She thought for a moment. "If we want to try hiking the forest at night, we can walk. It's about a mile through the forest along Aleck Bay. There's forest everywhere on the way, with houses intermixed, especially along the beach." Then she paused again, an idea having obviously crossed her mind. "I think there's a boat here we could use."
"We could hide the Blazer down the way from here and walk back," Sam said.
They walked through the living room, passed the table where they had eaten a little ham, to the side of the house. Sam watched her smile when she led him right to the boat.
"They have a beautiful dory. We can put it in, row out of the bay, down the coast a bit, and around the point, down the beach, and we're there."

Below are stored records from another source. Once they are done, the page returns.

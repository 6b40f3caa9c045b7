//! MIME types for buffer and image payloads

use std::fmt;

/// Payload MIME types recognised by the parser
#[derive(Debug, Clone, Copy, PartialEq, Eq, Hash, Default)]
pub enum MimeType {
    /// Not declared and not inferable
    #[default]
    None,
    /// `image/jpeg`
    Jpeg,
    /// `image/png`
    Png,
    /// `image/ktx2` (KHR_texture_basisu)
    Ktx2,
    /// `image/vnd-ms.dds` (MSFT_texture_dds)
    Dds,
    /// `image/webp` (EXT_texture_webp)
    Webp,
    /// `application/gltf-buffer`
    GltfBuffer,
    /// `application/octet-stream`
    OctetStream,
}

impl MimeType {
    /// Parse a MIME type string; unrecognised strings map to [`MimeType::None`]
    pub fn parse(value: &str) -> Self {
        match value.trim().to_ascii_lowercase().as_str() {
            "image/jpeg" | "image/jpg" => Self::Jpeg,
            "image/png" => Self::Png,
            "image/ktx2" => Self::Ktx2,
            "image/vnd-ms.dds" => Self::Dds,
            "image/webp" => Self::Webp,
            "application/gltf-buffer" => Self::GltfBuffer,
            "application/octet-stream" => Self::OctetStream,
            _ => Self::None,
        }
    }

    /// Get the MIME type string
    pub fn as_str(&self) -> &'static str {
        match self {
            Self::None => "",
            Self::Jpeg => "image/jpeg",
            Self::Png => "image/png",
            Self::Ktx2 => "image/ktx2",
            Self::Dds => "image/vnd-ms.dds",
            Self::Webp => "image/webp",
            Self::GltfBuffer => "application/gltf-buffer",
            Self::OctetStream => "application/octet-stream",
        }
    }

    /// Get the usual file extension for this type
    pub fn extension(&self) -> Option<&'static str> {
        match self {
            Self::None => None,
            Self::Jpeg => Some("jpg"),
            Self::Png => Some("png"),
            Self::Ktx2 => Some("ktx2"),
            Self::Dds => Some("dds"),
            Self::Webp => Some("webp"),
            Self::GltfBuffer | Self::OctetStream => Some("bin"),
        }
    }

    /// Infer a type from a file extension understood by core glTF
    ///
    /// Extension-specific containers (`.ktx2`, `.dds`, `.webp`) are not
    /// listed here; the extension registry adds them when enabled.
    pub fn from_core_extension(ext: &str) -> Self {
        match ext.to_ascii_lowercase().as_str() {
            "jpg" | "jpeg" => Self::Jpeg,
            "png" => Self::Png,
            "bin" | "glbin" | "glbuf" => Self::OctetStream,
            _ => Self::None,
        }
    }

    /// Types every core glTF image may use
    pub fn is_core_image(&self) -> bool {
        matches!(self, Self::Jpeg | Self::Png)
    }

    /// Check whether this is an image type
    pub fn is_image(&self) -> bool {
        matches!(
            self,
            Self::Jpeg | Self::Png | Self::Ktx2 | Self::Dds | Self::Webp
        )
    }
}

impl fmt::Display for MimeType {
    fn fmt(&self, f: &mut fmt::Formatter<'_>) -> fmt::Result {
        match self {
            Self::None => f.write_str("<none>"),
            other => f.write_str(other.as_str()),
        }
    }
}

#[cfg(test)]
mod tests {
    use super::*;

    #[test]
    fn test_parse_round_trips_known_types() {
        for mime in [
            MimeType::Jpeg,
            MimeType::Png,
            MimeType::Ktx2,
            MimeType::Dds,
            MimeType::Webp,
            MimeType::GltfBuffer,
            MimeType::OctetStream,
        ] {
            assert_eq!(MimeType::parse(mime.as_str()), mime);
        }
    }

    #[test]
    fn test_unknown_string_is_none() {
        assert_eq!(MimeType::parse("model/gltf+json"), MimeType::None);
        assert_eq!(MimeType::parse("IMAGE/PNG"), MimeType::Png);
    }

    #[test]
    fn test_core_extensions_exclude_compressed_containers() {
        assert_eq!(MimeType::from_core_extension("PNG"), MimeType::Png);
        assert_eq!(MimeType::from_core_extension("ktx2"), MimeType::None);
        assert!(!MimeType::Ktx2.is_core_image());
        assert!(MimeType::Ktx2.is_image());
    }
}
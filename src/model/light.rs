//! Punctual lights from `KHR_lights_punctual`

use std::f32::consts::FRAC_PI_4;

#[derive(Debug, Clone, Copy, PartialEq, Eq)]
pub enum LightType {
    Directional,
    Spot,
    Point,
}

impl LightType {
    pub fn parse(value: &str) -> Option<Self> {
        match value {
            "directional" => Some(Self::Directional),
            "spot" => Some(Self::Spot),
            "point" => Some(Self::Point),
            _ => None,
        }
    }
}

/// A light source attached to nodes by index
///
/// Color and intensity are stored exactly as written (linear, no gamma).
#[derive(Debug, Clone, PartialEq)]
pub struct Light {
    pub name: Option<String>,
    pub light_type: LightType,
    pub color: [f32; 3],
    pub intensity: f32,
    pub range: Option<f32>,
    /// Spot lights only
    pub inner_cone_angle: Option<f32>,
    /// Spot lights only
    pub outer_cone_angle: Option<f32>,
}

impl Light {
    /// Inner cone angle with the extension's default applied
    pub fn inner_cone(&self) -> f32 {
        self.inner_cone_angle.unwrap_or(0.0)
    }

    /// Outer cone angle with the extension's default applied
    pub fn outer_cone(&self) -> f32 {
        self.outer_cone_angle.unwrap_or(FRAC_PI_4)
    }
}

Sam had had enough time in the ocean for one night, but he agreed that the sea approach would be best. It was turning into an unusually calm night, if the present lack of wind was any indication. Earlier, the wind had been building from the southwest but now was calm out of the northwest, unusual for this time of year, so the sea in this area at the southern end of the islands might have calmed outside the bay. If it hadn't, this dory idea would not work.

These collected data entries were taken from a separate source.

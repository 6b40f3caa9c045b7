//! `KHR_lights_punctual`: the root light collection and node attachments

use super::{ExtensionField, HookContext};
use crate::error::{Error, Relation, Result};
use crate::json::JsonObject;
use crate::model::{Asset, Light, LightType};
use crate::options::Category;
use std::f32::consts::FRAC_PI_2;

const NAME: &str = "KHR_lights_punctual";

/// Read `extensions.KHR_lights_punctual.lights` from the document root
///
/// A document without the extension object yields no lights.
pub(crate) fn parse_lights(root: &JsonObject<'_>) -> Result<Vec<Light>> {
    let Some(extensions) = root.child("extensions")? else {
        return Ok(Vec::new());
    };
    let Some(punctual) = extensions.child(NAME)? else {
        return Ok(Vec::new());
    };
    punctual
        .child_array("lights")?
        .iter()
        .map(parse_light)
        .collect()
}

fn parse_light(obj: &JsonObject<'_>) -> Result<Light> {
    let type_name = obj.required_str("type")?;
    let light_type = LightType::parse(type_name)
        .ok_or_else(|| obj.field_error("type", &format!("has unknown value {type_name:?}")))?;

    let mut light = Light {
        name: obj.name()?,
        light_type,
        color: obj.floats_or("color", [1.0, 1.0, 1.0])?,
        intensity: obj.f32_or("intensity", 1.0)?,
        range: obj.f32("range")?,
        inner_cone_angle: None,
        outer_cone_angle: None,
    };

    if light_type == LightType::Spot {
        let spot = obj
            .child("spot")?
            .ok_or_else(|| obj.field_error("spot", "is required for spot lights"))?;
        light.inner_cone_angle = spot.f32("innerConeAngle")?;
        light.outer_cone_angle = spot.f32("outerConeAngle")?;
    }

    Ok(light)
}

pub(crate) fn parse_node_light(_: &HookContext, obj: &JsonObject<'_>) -> Result<ExtensionField> {
    Ok(ExtensionField::NodeLight(obj.required_index("light")?))
}

pub(crate) fn validate_node_light(asset: &Asset, field: &ExtensionField, _: &str) -> Result<()> {
    let ExtensionField::NodeLight(index) = field else {
        return Ok(());
    };
    if asset.is_parsed(Category::LIGHTS) && *index >= asset.lights.len() {
        return Err(Error::InvalidReference {
            relation: Relation::NodeLight,
            index: *index,
            bound: asset.lights.len(),
        });
    }
    Ok(())
}

/// Value constraints of a single light
pub(crate) fn validate_light(light: &Light, path: &str) -> Result<()> {
    let invalid = |reason: &str| Error::InvalidExtensionData {
        extension: NAME,
        path: path.to_string(),
        reason: reason.to_string(),
    };

    if !(light.intensity >= 0.0) {
        return Err(invalid("intensity must be non-negative"));
    }
    if light.color.iter().any(|c| !(*c >= 0.0)) {
        return Err(invalid("color components must be non-negative"));
    }
    if matches!(light.range, Some(range) if !(range > 0.0)) {
        return Err(invalid("range must be positive"));
    }
    if light.light_type == LightType::Spot {
        let (inner, outer) = (light.inner_cone(), light.outer_cone());
        if !(0.0 <= inner && inner < outer && outer <= FRAC_PI_2) {
            return Err(invalid(
                "cone angles must satisfy 0 <= innerConeAngle < outerConeAngle <= PI/2",
            ));
        }
    }
    Ok(())
}

#[cfg(test)]
mod tests {
    use super::*;
    use serde_json::json;

    fn root_with(lights: serde_json::Value) -> serde_json::Value {
        json!({ "extensions": { "KHR_lights_punctual": { "lights": lights } } })
    }

    #[test]
    fn test_parse_point_light() {
        let value = root_with(json!([{
            "name": "Point",
            "type": "point",
            "color": [1.0, 0.63187497854232788, 0.23909975588321689],
            "intensity": 15.0
        }]));
        let root = JsonObject::new(&value, "").unwrap();
        let lights = parse_lights(&root).unwrap();

        assert_eq!(lights.len(), 1);
        assert_eq!(lights[0].name.as_deref(), Some("Point"));
        assert_eq!(lights[0].light_type, LightType::Point);
        assert_eq!(lights[0].intensity, 15.0);
        assert_eq!(lights[0].range, None);
    }

    #[test]
    fn test_spot_light_needs_spot_object() {
        let value = root_with(json!([{ "type": "spot" }]));
        let root = JsonObject::new(&value, "").unwrap();
        assert!(parse_lights(&root).is_err());
    }

    #[test]
    fn test_unknown_light_type() {
        let value = root_with(json!([{ "type": "area" }]));
        let root = JsonObject::new(&value, "").unwrap();
        assert!(matches!(parse_lights(&root), Err(Error::InvalidGltf(_))));
    }

    #[test]
    fn test_cone_ordering_enforced() {
        let light = Light {
            name: None,
            light_type: LightType::Spot,
            color: [1.0; 3],
            intensity: 2.0,
            range: None,
            inner_cone_angle: Some(0.8),
            outer_cone_angle: Some(0.5),
        };
        assert!(validate_light(&light, "lights[0]").is_err());

        let ok = Light {
            inner_cone_angle: Some(0.2),
            ..light
        };
        assert!(validate_light(&ok, "lights[0]").is_ok());
    }

    #[test]
    fn test_negative_intensity_rejected() {
        let light = Light {
            name: None,
            light_type: LightType::Point,
            color: [1.0; 3],
            intensity: -1.0,
            range: Some(10.0),
            inner_cone_angle: None,
            outer_cone_angle: None,
        };
        assert!(validate_light(&light, "lights[0]").is_err());
    }
}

The Williamses had a well-constructed steel track to get the dory to the beach. Once at the beach they would have to take the boat from its cradle and carry it.
They carefully turned off every light, leaving the place just as they had found it. They needed to get the Blazer well down the road and completely hidden. Haley drove.
They put a blanket between Sam and the wet seat. Haley imagined Sam's hand touching her, rubbing her back in reassurance. She groped for an excuse to touch him over the center console, but wouldn't allow herself.
He turned and looked at her. For a second she switched on the interior light, then turned it off. His eyes were amber and earnest, keeping with the rock-solid nature of him.
"You okay?" he asked.
"Fine." She started the truck.
Frick had ruined or threatened all she knew. Maybe she saw Sam as the human embodiment of desperately needed proof that she really was okay, even desirable. She wanted to believe there was more than that behind her feelings, but life at the moment was such a tumbled turmoil that she couldn't think clear thoughts, much less feel unadulterated emotions.
She still felt the great sense of caution, but now she wanted to overcome it. Precisely because he seemed unreachable, because he had gone away, because of the summer of
'94, because he had married Anna Wade, and even more important because her whole life had seemed designed to prove that she was a born loser-Haley had been angry.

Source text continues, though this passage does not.